A mãe, com um receio um pouco maior, disse para a filha tentar o método, mas que não contasse para ninguém sobre esse novo tratamento. “Até hoje, praticamente ninguém da família sabe”, conta. 

Melhoras

Foram duas semanas entre a prescrição até a chegada do óleo importado em casa. Ao contrário do que ela pensava, os produtos à base de cannabis são autorizados pela Anvisa (Agência Nacional de Vigilância Sanitária) e podem até ser encontrados nas farmácias. 

 À partir do primeiro mês de uso, os efeitos já começaram a aparecer. “A minha primeira reação foi chorar, porque eu estava sentada assistindo televisão  e me toquei que estava prestando atenção. Antes, eu assistia alguma coisa e ficava pensando em 50 coisas diferentes.” Lembra.

A ansiedade foi melhorando aos poucos.  As crises diminuíram e ela já conseguia se concentrar melhor. Hoje já faz mais de um ano que a estudante não tem crises. 

Mas não foi apenas na ansiedade que melhorou. Após estar usando cannabis, Giovana percebeu que a sua menstruação chegou, mas não precisou tomar nenhum analgésico para conter as dores.

Sem analgésicos

Os canabinoides  presentes na cannabis, como o CBD (canabidiol), aliviam a dor pélvica, o que consequentemente, diminui as dores. Isso porque a cannabis possui propriedades que regulam a inflamação no tecido uterino.

Produtos feitos com a cannabis ativam receptores canabinoides da região pélvica. Depois do cérebro, ali é onde se encontra o maior número de terminações nervosas capazes de interagir com as moléculas da cannabis.

“O médico comentou que poderia melhorar também a endometriose, então eu sabia que poderia ter esse efeito, só que não esperava que fosse ao nível de não precisar tomar analgésico”, lembra.

Giovana ainda toma hormônios para que os focos da endometriose não cresçam, mas hoje já  não utiliza remédios para dor. 

Testemunha da cannabis

A mãe da estudante ainda tem receios. Não pela cannabis, mas pelo medo do que as pessoas possam pensar da sua filha utilizando a cannabis e por isso, não conta para ninguém que Giovana utiliza o óleo de CBD.

Por outro lado, fala para todo mundo sobre os benefícios da planta. “ Eu brinco que ela virou testemunha da cannabis. Qualquer coisinha que alguma pessoa fale que tem, ela fala: ‘a minha filha pesquisa um negócio chamado canabidiol, você já ouviu falar? pq vc não tenta?’”, comenta.

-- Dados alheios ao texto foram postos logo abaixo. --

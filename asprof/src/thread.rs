//! Per-thread profiler state.
//!
//! Each sampled thread owns one `ProfiledThread`, reachable from the signal
//! handler through a single pthread TLS key. Threads that start after attach
//! get a heap record installed by the thread-start hook; threads that
//! existed before attach claim a slot from a preallocated pool on their
//! first signal, because the handler cannot allocate.

use std::ptr;
use std::sync::atomic::{AtomicI32, AtomicU64, Ordering};
use std::sync::OnceLock;

use crate::os;

const PRE_ATTACH_POOL_SIZE: usize = 4096;

#[repr(C)]
pub struct ProfiledThread {
    /// Bumped on every signal-driven sample; exposed through the C API.
    pub sample_counter: AtomicU64,
    /// Set while this thread executes the sampling path; short-circuits
    /// handler recursion.
    in_handler: AtomicU64,
    tid: i32,
    from_pool: bool,
    cpu_epoch: u64,
    wall_epoch: u64,
    skipped_samples: u64,
    context_key: u64,
}

impl ProfiledThread {
    fn new(tid: i32, from_pool: bool) -> ProfiledThread {
        ProfiledThread {
            sample_counter: AtomicU64::new(0),
            in_handler: AtomicU64::new(0),
            tid,
            from_pool,
            cpu_epoch: 0,
            wall_epoch: 0,
            skipped_samples: 0,
            context_key: 0,
        }
    }

    /// Returns false when the sampling path is already active on this
    /// thread.
    pub fn enter_handler(&self) -> bool {
        self.in_handler.swap(1, Ordering::Acquire) == 0
    }

    pub fn leave_handler(&self) {
        self.in_handler.store(0, Ordering::Release);
    }

    pub fn in_handler(&self) -> bool {
        self.in_handler.load(Ordering::Relaxed) != 0
    }

    pub fn tid(&self) -> i32 {
        self.tid
    }

    pub fn note_sample(&self) {
        self.sample_counter.fetch_add(1, Ordering::Relaxed);
    }

    pub fn cpu_epoch(&self) -> u64 {
        self.cpu_epoch
    }

    pub fn note_cpu_sample(&mut self) -> u64 {
        self.cpu_epoch += 1;
        self.cpu_epoch
    }

    /// Wall-clock dedup: when `all` is false, consecutive samples with the
    /// same context key collapse into a skip count the caller attaches to
    /// the next recorded sample.
    pub fn note_wall_sample(&mut self, all: bool, context_key: u64, skipped: &mut u64) -> bool {
        self.wall_epoch += 1;
        if all || context_key != self.context_key {
            self.context_key = context_key;
            *skipped = self.skipped_samples;
            self.skipped_samples = 0;
            true
        } else {
            self.skipped_samples += 1;
            false
        }
    }
}

struct Registry {
    key: libc::pthread_key_t,
    pool: *mut ProfiledThread,
    pool_next: AtomicI32,
}

unsafe impl Send for Registry {}
unsafe impl Sync for Registry {}

static REGISTRY: OnceLock<Registry> = OnceLock::new();

unsafe extern "C" fn destroy_record(value: *mut libc::c_void) {
    let record = value as *mut ProfiledThread;
    if !record.is_null() && !(*record).from_pool {
        drop(Box::from_raw(record));
    }
}

fn registry() -> &'static Registry {
    REGISTRY.get_or_init(|| {
        let mut key: libc::pthread_key_t = 0;
        unsafe {
            libc::pthread_key_create(&mut key, Some(destroy_record));
        }
        let pool = os::safe_alloc(PRE_ATTACH_POOL_SIZE * std::mem::size_of::<ProfiledThread>())
            as *mut ProfiledThread;
        Registry {
            key,
            pool,
            pool_next: AtomicI32::new(0),
        }
    })
}

/// Ensures the registry (TLS key and pool) exists. Called once at init.
pub fn prepare() {
    registry();
}

/// The current thread's record, or null if it has none yet.
/// Async-signal-safe.
#[inline]
pub fn current() -> *mut ProfiledThread {
    match REGISTRY.get() {
        Some(registry) => unsafe {
            libc::pthread_getspecific(registry.key) as *mut ProfiledThread
        },
        None => ptr::null_mut(),
    }
}

pub fn current_tid() -> i32 {
    let record = current();
    if record.is_null() {
        os::thread_id()
    } else {
        unsafe { (*record).tid }
    }
}

/// Installs a heap record for the current thread. Regular context only.
pub fn init_current_thread() -> *mut ProfiledThread {
    let existing = current();
    if !existing.is_null() {
        return existing;
    }
    let registry = registry();
    let record = Box::into_raw(Box::new(ProfiledThread::new(os::thread_id(), false)));
    unsafe {
        libc::pthread_setspecific(registry.key, record as *const libc::c_void);
    }
    record
}

/// Claims a pool slot for a thread that predates attach. Safe to call from
/// the signal handler; returns null when the pool is exhausted, in which
/// case the sample is dropped and counted by the caller.
pub fn claim_pooled(tid: i32) -> *mut ProfiledThread {
    let Some(registry) = REGISTRY.get() else {
        return ptr::null_mut();
    };
    if registry.pool.is_null() {
        return ptr::null_mut();
    }
    let index = registry.pool_next.fetch_add(1, Ordering::Relaxed);
    if index as usize >= PRE_ATTACH_POOL_SIZE {
        registry.pool_next.store(PRE_ATTACH_POOL_SIZE as i32, Ordering::Relaxed);
        return ptr::null_mut();
    }
    let record = unsafe { registry.pool.add(index as usize) };
    unsafe {
        record.write(ProfiledThread::new(tid, true));
        libc::pthread_setspecific(registry.key, record as *const libc::c_void);
    }
    record
}

/// The record for the sampling path: the installed one, or a pool slot for
/// pre-attach threads. Null means "drop this sample".
#[inline]
pub fn current_or_pooled() -> *mut ProfiledThread {
    let record = current();
    if !record.is_null() {
        return record;
    }
    claim_pooled(os::thread_id())
}

/// Drops the current thread's record; called from the thread-end hook.
pub fn release() {
    let Some(registry) = REGISTRY.get() else { return };
    let record = current();
    if record.is_null() {
        return;
    }
    unsafe {
        libc::pthread_setspecific(registry.key, ptr::null());
        if !(*record).from_pool {
            drop(Box::from_raw(record));
        }
    }
}

#[cfg(test)]
mod tests {
    use super::*;

    #[test]
    fn record_is_per_thread() {
        prepare();
        let record = init_current_thread();
        assert!(!record.is_null());
        assert_eq!(unsafe { (*record).tid() }, os::thread_id());
        assert_eq!(init_current_thread(), record);

        let other = std::thread::spawn(|| init_current_thread() as usize)
            .join()
            .unwrap();
        assert_ne!(other, record as usize);
        release();
        assert!(current().is_null());
    }

    #[test]
    fn pool_serves_unregistered_threads() {
        prepare();
        std::thread::spawn(|| {
            let record = current_or_pooled();
            assert!(!record.is_null());
            assert!(unsafe { (*record).from_pool });
            // The same slot is returned on the next sample.
            assert_eq!(current_or_pooled(), record);
        })
        .join()
        .unwrap();
    }

    #[test]
    fn wall_sample_batching() {
        let mut record = ProfiledThread::new(1, false);
        let mut skipped = 0;
        assert!(record.note_wall_sample(false, 7, &mut skipped));
        assert!(!record.note_wall_sample(false, 7, &mut skipped));
        assert!(!record.note_wall_sample(false, 7, &mut skipped));
        assert!(record.note_wall_sample(false, 8, &mut skipped));
        assert_eq!(skipped, 2);
        assert!(record.note_wall_sample(true, 8, &mut skipped));
        assert_eq!(skipped, 0);
    }
}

Hoje, a estudante de apenas 22 anos recuperou a sua vida social. Sai com a mãe, com as amigas e tem dias normais. Mesmo na época da TPM e da menstruação. 

Atualmente, conseguiu um estágio em um laboratório para pesquisas oncológicas que começa em agosto e tem vontade de se especializar na área de biotecnologia. “Mas por mim todo mundo saberia da cannabis”, diz.